# Work instruction:
The answer is every line in the data below that contains the word "side".

(Dataset entries)
● ● ● ●
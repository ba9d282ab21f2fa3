//! Identifier newtypes shared by both subsystems.
//!
//! Baggage and passenger ids are database-assigned integers. Event and
//! notification ids are UUIDs generated by the side that creates the record.

use serde::{Deserialize, Serialize};
use std::fmt;
use uuid::Uuid;

/// Identity of a piece of checked-in baggage.
#[derive(Clone, Copy, Debug, PartialEq, Eq, Hash, PartialOrd, Ord, Serialize, Deserialize)]
#[serde(transparent)]
pub struct BaggageId(i64);

impl BaggageId {
    /// Wrap a raw baggage id.
    #[must_use]
    pub const fn new(id: i64) -> Self {
        Self(id)
    }

    /// The raw id.
    #[must_use]
    pub const fn get(self) -> i64 {
        self.0
    }
}

impl fmt::Display for BaggageId {
    fn fmt(&self, f: &mut fmt::Formatter<'_>) -> fmt::Result {
        write!(f, "{}", self.0)
    }
}

/// Identity of a passenger.
#[derive(Clone, Copy, Debug, PartialEq, Eq, Hash, PartialOrd, Ord, Serialize, Deserialize)]
#[serde(transparent)]
pub struct PassengerId(i64);

impl PassengerId {
    /// Wrap a raw passenger id.
    #[must_use]
    pub const fn new(id: i64) -> Self {
        Self(id)
    }

    /// The raw id.
    #[must_use]
    pub const fn get(self) -> i64 {
        self.0
    }
}

impl fmt::Display for PassengerId {
    fn fmt(&self, f: &mut fmt::Formatter<'_>) -> fmt::Result {
        write!(f, "{}", self.0)
    }
}

/// Unique id of a published status change. Consumers key idempotency off it.
#[derive(Clone, Copy, Debug, PartialEq, Eq, Hash, PartialOrd, Ord, Serialize, Deserialize)]
#[serde(transparent)]
pub struct EventId(Uuid);

impl EventId {
    /// Generate a fresh random event id.
    #[must_use]
    pub fn generate() -> Self {
        Self(Uuid::new_v4())
    }

    /// Wrap an existing UUID.
    #[must_use]
    pub const fn from_uuid(id: Uuid) -> Self {
        Self(id)
    }

    /// The underlying UUID.
    #[must_use]
    pub const fn as_uuid(&self) -> &Uuid {
        &self.0
    }
}

impl fmt::Display for EventId {
    fn fmt(&self, f: &mut fmt::Formatter<'_>) -> fmt::Result {
        self.0.fmt(f)
    }
}

/// Identity of a passenger notification.
#[derive(Clone, Copy, Debug, PartialEq, Eq, Hash, PartialOrd, Ord, Serialize, Deserialize)]
#[serde(transparent)]
pub struct NotificationId(Uuid);

impl NotificationId {
    /// Generate a fresh random notification id.
    #[must_use]
    pub fn generate() -> Self {
        Self(Uuid::new_v4())
    }

    /// Wrap an existing UUID.
    #[must_use]
    pub const fn from_uuid(id: Uuid) -> Self {
        Self(id)
    }

    /// The underlying UUID.
    #[must_use]
    pub const fn as_uuid(&self) -> &Uuid {
        &self.0
    }
}

impl fmt::Display for NotificationId {
    fn fmt(&self, f: &mut fmt::Formatter<'_>) -> fmt::Result {
        self.0.fmt(f)
    }
}
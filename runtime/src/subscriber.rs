//! Change subscriber: turns baggage state change records into passenger
//! notifications.
//!
//! # Processing a record
//!
//! ```text
//! RECEIVED ─► decode ──malformed──────────────────────► DEAD-LETTER, ack
//!               │
//!               ▼
//!           dedup lookup ──already notified───────────► DUPLICATE, ack
//!               │
//!               ▼
//!           monotonic guard ──not a successor─────────► DEAD-LETTER, ack
//!               │
//!               ▼
//!           insert-if-absent ──lost the race──────────► DUPLICATE, ack
//!               │
//!               ▼
//!           APPLIED, ack
//! ```
//!
//! A transient store failure anywhere leaves the record unacknowledged and
//! it is processed again after a backoff. Once the attempt budget is spent the
//! record is dead-lettered so the partition can move on.
//!
//! # Concurrency
//!
//! [`SubscriberPool`] pulls from one subscription and routes every record to
//! worker `partition mod workers`. A partition therefore belongs to exactly
//! one worker, which processes its records one at a time. Bags are keyed to
//! partitions, so each bag's events are handled in publish order.

use crate::metrics::SubscriberMetrics;
use crate::passenger::{PassengerService, PassengerServiceError};
use crate::retry::RetryPolicy;
use baggage_tracker_core::dead_letter::DeadLetter;
use baggage_tracker_core::environment::Clock;
use baggage_tracker_core::event::{BaggageStateChangeEvent, MalformedEventError};
use baggage_tracker_core::event_bus::{BusRecord, EventBus, EventBusError};
use baggage_tracker_core::status::BaggageStatus;
use baggage_tracker_core::store::{DeadLetterSink, InsertOutcome, StoreError};
use baggage_tracker_core::types::BaggageId;
use chrono::{DateTime, Utc};
use futures::StreamExt;
use std::collections::HashMap;
use std::sync::Arc;
use std::time::{Duration, Instant};
use thiserror::Error;
use tokio::sync::{broadcast, mpsc};
use tokio::task::JoinHandle;
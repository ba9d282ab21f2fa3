//! Baggage side: the operations that change a bag's status.
//!
//! Every status change runs the state machine, commits the new status and its
//! outbox row together, then tries to publish right away. A failed publish
//! does not roll the status back; the row stays for the outbox dispatcher and
//! the caller learns the change is not announced yet.

use crate::publisher::{ChangePublisher, PublishError};
use baggage_tracker_core::baggage::{Baggage, InvalidBaggageError, NewBaggage};
use baggage_tracker_core::environment::Clock;
use baggage_tracker_core::event::BaggageStateChangeEvent;
use baggage_tracker_core::status::{BaggageStatus, InvalidTransitionError};
use baggage_tracker_core::store::{BaggageRepository, Outbox, StoreError};
use baggage_tracker_core::types::{BaggageId, EventId, PassengerId};
use std::sync::Arc;
use thiserror::Error;

/// Errors from [`BaggageService`].
#[derive(Error, Debug, Clone, PartialEq)]
pub enum BaggageServiceError {
    /// The new bag failed validation.
    #[error(transparent)]
    InvalidBaggage(#[from] InvalidBaggageError),

    /// No bag with this id.
    #[error("Baggage {0} not found")]
    NotFound(BaggageId),

    /// The state machine refused the change. Nothing was written or published.
    #[error(transparent)]
    InvalidTransition(#[from] InvalidTransitionError),

    /// Another writer changed the bag first.
    #[error("Baggage {0} was modified concurrently")]
    ConcurrentModification(BaggageId),

    /// The status change is committed but its event did not reach the bus.
    /// The outbox dispatcher will publish it later.
    #[error("Baggage {} is now {} but the change is not announced yet: {source}", .baggage.id, .baggage.status)]
    NotYetAnnounced {
        /// The committed bag
        baggage: Baggage,
        /// Why the publish failed
        #[source]
        source: PublishError,
    },

    /// Storage failed.
    #[error(transparent)]
    Store(#[from] StoreError),
}

/// Creates bags and moves them through their lifecycle.
#[derive(Clone)]
pub struct BaggageService {
    repository: Arc<dyn BaggageRepository>,
    outbox: Arc<dyn Outbox>,
    publisher: Arc<ChangePublisher>,
    clock: Arc<dyn Clock>,
}

impl BaggageService {
    /// Wire the service to its collaborators.
    #[must_use]
    pub fn new(
        repository: Arc<dyn BaggageRepository>,
        outbox: Arc<dyn Outbox>,
        publisher: Arc<ChangePublisher>,
        clock: Arc<dyn Clock>,
    ) -> Self {
        Self {
            repository,
            outbox,
            publisher,
            clock,
        }
    }

    /// Register a new bag. It starts in `REGISTERED` and no event is published.
    ///
    /// # Errors
    ///
    /// [`BaggageServiceError::InvalidBaggage`] for a non-positive weight or
    /// passenger id; store errors otherwise.
    pub async fn create_baggage(&self, baggage: NewBaggage) -> Result<Baggage, BaggageServiceError> {
        baggage.validate()?;
        let created = self.repository.insert(baggage).await?;
        tracing::info!(
            baggage_id = %created.id,
            passenger_id = %created.passenger_id,
            weight = created.weight,
            "Baggage registered"
        );
        Ok(created)
    }

    /// Move the bag to `CHECKED_IN`.
    ///
    /// # Errors
    ///
    /// See [`Self::transition`].
    pub async fn check_in(&self, id: BaggageId) -> Result<Baggage, BaggageServiceError> {
        self.transition(id, BaggageStatus::CheckedIn).await
    }

    /// Move the bag to `LOADED`.
    ///
    /// # Errors
    ///
    /// See [`Self::transition`].
    pub async fn load(&self, id: BaggageId) -> Result<Baggage, BaggageServiceError> {
        self.transition(id, BaggageStatus::Loaded).await
    }

    /// Move the bag to `IN_TRANSIT`.
    ///
    /// # Errors
    ///
    /// See [`Self::transition`].
    pub async fn depart(&self, id: BaggageId) -> Result<Baggage, BaggageServiceError> {
        self.transition(id, BaggageStatus::InTransit).await
    }

    /// Move the bag to `ARRIVED`.
    ///
    /// # Errors
    ///
    /// See [`Self::transition`].
    pub async fn arrive(&self, id: BaggageId) -> Result<Baggage, BaggageServiceError> {
        self.transition(id, BaggageStatus::Arrived).await
    }

    /// Move the bag to `CLAIMED`.
    ///
    /// # Errors
    ///
    /// See [`Self::transition`]. Claiming twice is an invalid transition.
    pub async fn claim_baggage(&self, id: BaggageId) -> Result<Baggage, BaggageServiceError> {
        self.transition(id, BaggageStatus::Claimed).await
    }

    /// Move the bag to `LOST`.
    ///
    /// # Errors
    ///
    /// See [`Self::transition`].
    pub async fn report_lost(&self, id: BaggageId) -> Result<Baggage, BaggageServiceError> {
        self.transition(id, BaggageStatus::Lost).await
    }

    /// Apply `requested` to the bag, commit it with its outbox row and publish.
    ///
    /// # Errors
    ///
    /// - [`BaggageServiceError::NotFound`] for an unknown id
    /// - [`BaggageServiceError::InvalidTransition`] when the lifecycle forbids
    ///   the change; nothing is written
    /// - [`BaggageServiceError::ConcurrentModification`] when the bag changed
    ///   between read and commit
    /// - [`BaggageServiceError::NotYetAnnounced`] when the change committed
    ///   but the publish failed
    #[tracing::instrument(skip(self), fields(baggage_id = %id, requested = %requested))]
    pub async fn transition(
        &self,
        id: BaggageId,
        requested: BaggageStatus,
    ) -> Result<Baggage, BaggageServiceError> {
        let current = self
            .repository
            .find(id)
            .await?
            .ok_or(BaggageServiceError::NotFound(id))?;

        let change = current.apply(requested).inspect_err(|e| {
            tracing::warn!(error = %e, "Transition rejected");
        })?;
        let event = BaggageStateChangeEvent::from_change(EventId::generate(), &change, self.clock.now());

        let updated = self
            .repository
            .commit_transition(&change, &event)
            .await
            .map_err(|e| match e {
                StoreError::Conflict(_) => BaggageServiceError::ConcurrentModification(id),
                StoreError::NotFound(_) => BaggageServiceError::NotFound(id),
                other => BaggageServiceError::Store(other),
            })?;
        tracing::info!(
            event_id = %event.event_id,
            previous = ?change.previous,
            new = %change.new,
            "Status committed"
        );

        match self.announce(&event).await {
            Ok(()) => Ok(updated),
            Err(source) => Err(BaggageServiceError::NotYetAnnounced {
                baggage: updated,
                source,
            }),
        }
    }

    /// Publish the bag's outbox rows oldest first, so an earlier change that
    /// is still unannounced goes out before `event`. Stops at the first failure.
    ///
    /// If the rows cannot be read nothing is published: an earlier row may be
    /// waiting and the dispatcher keeps the order.
    async fn announce(&self, event: &BaggageStateChangeEvent) -> Result<(), PublishError> {
        let pending = match self.outbox.pending_for_baggage(event.baggage_id).await {
            Ok(pending) => pending,
            Err(source) => {
                tracing::warn!(error = %source, "Outbox not readable, leaving the event to the dispatcher");
                return Err(PublishError::Deferred {
                    event_id: event.event_id,
                    source,
                });
            }
        };

        for entry in &pending {
            let event_id = entry.event.event_id;
            match self.publisher.publish(&entry.event).await {
                Ok(_) => {
                    if let Err(e) = self.outbox.remove(&event_id).await {
                        // The dispatcher will publish it again; consumers deduplicate.
                        tracing::warn!(%event_id, error = %e, "Outbox row not removed after publish");
                    }
                }
                Err(source) => {
                    if let Err(e) = self.outbox.record_failure(&event_id, &source.to_string()).await {
                        tracing::warn!(%event_id, error = %e, "Publish failure not recorded");
                    }
                    return Err(source);
                }
            }
        }
        Ok(())
    }

    /// Look a bag up.
    ///
    /// # Errors
    ///
    /// [`BaggageServiceError::NotFound`] for an unknown id; store errors otherwise.
    pub async fn find(&self, id: BaggageId) -> Result<Baggage, BaggageServiceError> {
        self.repository
            .find(id)
            .await?
            .ok_or(BaggageServiceError::NotFound(id))
    }

    /// All bags of a passenger.
    ///
    /// # Errors
    ///
    /// Propagates store errors.
    pub async fn list_for_passenger(
        &self,
        passenger_id: PassengerId,
    ) -> Result<Vec<Baggage>, BaggageServiceError> {
        Ok(self.repository.list_for_passenger(passenger_id).await?)
    }
}
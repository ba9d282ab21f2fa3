//! # Baggage Tracker
//!
//! Runs the two halves of baggage status propagation:
//!
//! - **`baggage-service`**: drains the outbox onto the
//!   `baggage-state-change` topic (`BAGGAGE_RECONCILE_ONCE=true` runs a single
//!   reconciliation sweep and exits)
//! - **`passenger-service`**: consumes the topic with a worker pool and turns
//!   each status change into exactly one passenger notification
//!
//! The binaries need the `redpanda` feature. The library part ([`config`],
//! [`bootstrap`]) builds without it.
//!
//! ## Example
//!
//! ```
//! use baggage_tracker::bootstrap::BaggageNode;
//! use baggage_tracker::config::Config;
//! use baggage_tracker_core::environment::SystemClock;
//! use baggage_tracker_testing::{InMemoryBaggageRepository, InMemoryEventBus};
//! use std::sync::Arc;
//!
//! let config = Config::from_lookup(|_| None).unwrap();
//! config.validate().unwrap();
//!
//! let repo = InMemoryBaggageRepository::new();
//! let _node = BaggageNode::assemble(
//!     &config,
//!     Arc::new(repo.clone()),
//!     Arc::new(repo),
//!     Arc::new(InMemoryEventBus::new()),
//!     Arc::new(SystemClock),
//! );
//! ```

pub mod bootstrap;
pub mod config;
pub mod shutdown;
pub mod telemetry;

pub use bootstrap::{BaggageNode, connect_database, dead_letter_sink, passenger_pool};
pub use config::{Config, ConfigError, DeadLetterStore};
● ● ● ●
# Completed task:
//! notification ids are UUIDs generated by the side that creates the record.
//! Baggage side: the operations that change a bag's status.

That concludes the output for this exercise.